Add ValidateSparseTensor function to sparse_utils.

This will be used to validate sparse input shapes (and eventually indices), and unify many of our existing checks across sparse ops. PiperOrigin-RevId: 450019722

Add ValidateSparseTensor function to sparse_utils.
This will be used to validate sparse input shapes (and eventually indices), and unify many of our existing checks across sparse ops.

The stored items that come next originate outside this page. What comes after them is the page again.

use std::time::Duration;

/// Payload size of a single `chunk` message (64 KiB).
///
/// Every chunk except the last of a file carries exactly this many bytes.
pub const CHUNK_SIZE: usize = 64 * 1024;

/// Backpressure ceiling for the channel's send queue (1 MiB).
///
/// The sender stops enqueuing chunks while the channel reports more than
/// this many buffered bytes.
pub const MAX_BUFFERED_AMOUNT: usize = 1024 * 1024;

/// How long the sender waits before re-checking a saturated channel.
pub const BACKPRESSURE_POLL_INTERVAL: Duration = Duration::from_millis(50);

/// Number of chunks sent between cooperative yields to the scheduler.
pub const YIELD_EVERY_CHUNKS: usize = 10;

/// Time allowed for an outbound channel to open.
pub const CONNECTION_TIMEOUT: Duration = Duration::from_secs(20);

/// Capacity of the diagnostic log ring buffer.
pub const MAX_LOGS: usize = 200;

/// Delay between re-acquiring a guest identity and reconnecting to the
/// stored room on restore.
pub const RESTORE_SETTLE_DELAY: Duration = Duration::from_secs(1);

/// Number of chunks needed to carry `size` bytes.
///
/// A zero-byte file has zero chunks. A `chunk_size` of 0 falls back to
/// [`CHUNK_SIZE`].
pub fn total_chunks(size: u64, chunk_size: usize) -> u64 {
    size.div_ceil(effective_chunk_size(chunk_size))
}

/// Byte offset of chunk `index` within its file, or `None` if it does not
/// fit in a `u64`.
pub fn chunk_offset(index: u64, chunk_size: usize) -> Option<u64> {
    index.checked_mul(effective_chunk_size(chunk_size))
}

fn effective_chunk_size(chunk_size: usize) -> u64 {
    if chunk_size == 0 {
        CHUNK_SIZE as u64
    } else {
        chunk_size as u64
    }
}
use serde::{Deserialize, Serialize};

/// Immutable description of a file, sent once at the start of a transfer.
#[derive(Debug, Clone, PartialEq, Eq, Serialize, Deserialize)]
pub struct FileMetadata {
    pub name: String,
    /// Size in bytes.
    pub size: u64,
    #[serde(default = "default_mime")]
    pub mime: String,
    /// Creation time, Unix milliseconds.
    pub timestamp: i64,
}

fn default_mime() -> String {
    "application/octet-stream".into()
}

/// A single message on the transfer channel.
///
/// Every variant carries the `transferId` it belongs to. The channel is
/// assumed reliable and ordered, so there are no acknowledgement or
/// retransmission variants.
///
/// ```text
/// { "type": "metadata", "transferId", "metadata": {..}, "totalChunks" }
/// { "type": "chunk",    "transferId", "chunkIndex", "data": "<base64>" }
/// { "type": "complete", "transferId" }
/// ```
#[derive(Debug, Clone, PartialEq, Eq, Serialize, Deserialize)]
#[serde(tag = "type", rename_all = "lowercase", rename_all_fields = "camelCase")]
pub enum TransferMessage {
    Metadata {
        transfer_id: String,
        metadata: FileMetadata,
        total_chunks: u64,
    },
    Chunk {
        transfer_id: String,
        chunk_index: u64,
        #[serde(with = "base64_bytes")]
        data: Vec<u8>,
    },
    Complete {
        transfer_id: String,
    },
}

impl TransferMessage {
    /// The transfer this message belongs to.
    pub fn transfer_id(&self) -> &str {
        match self {
            TransferMessage::Metadata { transfer_id, .. }
            | TransferMessage::Chunk { transfer_id, .. }
            | TransferMessage::Complete { transfer_id } => transfer_id,
        }
    }

    /// Short variant name, used in logs.
    pub fn kind(&self) -> &'static str {
        match self {
            TransferMessage::Metadata { .. } => "metadata",
            TransferMessage::Chunk { .. } => "chunk",
            TransferMessage::Complete { .. } => "complete",
        }
    }

    /// Serializes the message for the channel.
    pub fn encode(&self) -> Result<Vec<u8>, serde_json::Error> {
        serde_json::to_vec(self)
    }

    /// Parses a message received from the channel.
    pub fn decode(bytes: &[u8]) -> Result<Self, serde_json::Error> {
        serde_json::from_slice(bytes)
    }
}

/// Binary payloads travel as base64 strings inside the JSON frame.
mod base64_bytes {
    use base64::{Engine, engine::general_purpose::STANDARD};
    use serde::{Deserialize, Deserializer, Serialize, Serializer};

    pub fn serialize<S: Serializer>(data: &[u8], serializer: S) -> Result<S::Ok, S::Error> {
        STANDARD.encode(data).serialize(serializer)
    }

    pub fn deserialize<'de, D: Deserializer<'de>>(deserializer: D) -> Result<Vec<u8>, D::Error> {
        let s = String::deserialize(deserializer)?;
        STANDARD.decode(&s).map_err(serde::de::Error::custom)
    }
}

PiperOrigin-RevId: 450019722
0468e56d · Antonio Sanchez · TensorFlow Release Automation · 5e3bfa5a · 0468e56d · 0468e56d
4 changed file
--- a/tensorflow/core/kernels/BUILD
+++ b/tensorflow/core/kernels/BUILD
@@ -443,6 +443,7 @@ tf_cc_test(
        "//tensorflow/core:protos_all_cc",
        "//tensorflow/core:test",
        "//tensorflow/core:test_main",
+        "//tensorflow/core/platform:status_matchers",
        "@com_google_absl//absl/base:core_headers",
    ],
 )

--- a/tensorflow/core/kernels/sparse_utils.cc
+++ b/tensorflow/core/kernels/sparse_utils.cc
@@ -16,8 +16,12 @@ limitations under the License.
 #include "tensorflow/core/kernels/sparse_utils.h"

 #include <cstddef>
+#include <cstdint>

 #include "tensorflow/core/framework/tensor_shape.h"
+#include "tensorflow/core/platform/errors.h"
+#include "tensorflow/core/platform/macros.h"
+#include "tensorflow/core/platform/status.h"

 namespace tensorflow {
 namespace sparse_utils {
@@ -140,6 +144,37 @@ bool ContainsEmptyRows(const std::vector<Tindices>& row_start_indices) {
  return false;
 }

+Status ValidateSparseTensor(const Tensor& indices, const Tensor& values,
+                            const Tensor& shape) {
+  // Indices must be a matrix, and values/shape must be a vector.
+  if (!TensorShapeUtils::IsMatrix(indices.shape())) {
+    return errors::InvalidArgument("Sparse indices must be rank 2 but is rank ",
+                                   indices.shape().dim_sizes().size());
+  }
+  if (!TensorShapeUtils::IsVector(values.shape())) {
+    return errors::InvalidArgument("Sparse values must be rank 1 but is rank ",
+                                   values.shape().dims());
+  }
+  if (!TensorShapeUtils::IsVector(shape.shape())) {
+    return errors::InvalidArgument("Sparse shape must be rank 1 but is rank ",
+                                   shape.shape().dims());
+  }
+  // Indices shape must be compatible with the values vector and dense shape.
+  int64_t nnz = indices.dim_size(0);
+  int64_t ndims = indices.dim_size(1);
+  if (values.dim_size(0) != nnz) {
+    return errors::InvalidArgument("Number of elements in indices (", nnz,
+                                   ") and values (", values.dim_size(0),
+                                   ") do not match");
+  }
+  if (shape.NumElements() != ndims) {
+    return errors::InvalidArgument("Index rank (", ndims, ") and shape rank (",
+                                   shape.NumElements(), ") do not match");
+  }
+
+  return Status::OK();
+}
+
 #define REGISTER_SPARSE_UTIL_FUNCTIONS(TypeIndex)                           \
  template TypeIndex FindNextDenseRowStartIndex<TypeIndex>(                 \
      const TypeIndex sparse_index_begin,                                   \
@@ -151,7 +186,7 @@ bool ContainsEmptyRows(const std::vector<Tindices>& row_start_indices) {
      const std::vector<TypeIndex>& row_start_indices);                     \
  template std::vector<TypeIndex> ParseRowStartIndices<TypeIndex>(          \
      const tensorflow::Tensor& tensor,                                     \
-      const TypeIndex num_nonzero_entries_in_sparse_mat);
+      const TypeIndex num_nonzero_entries_in_sparse_mat)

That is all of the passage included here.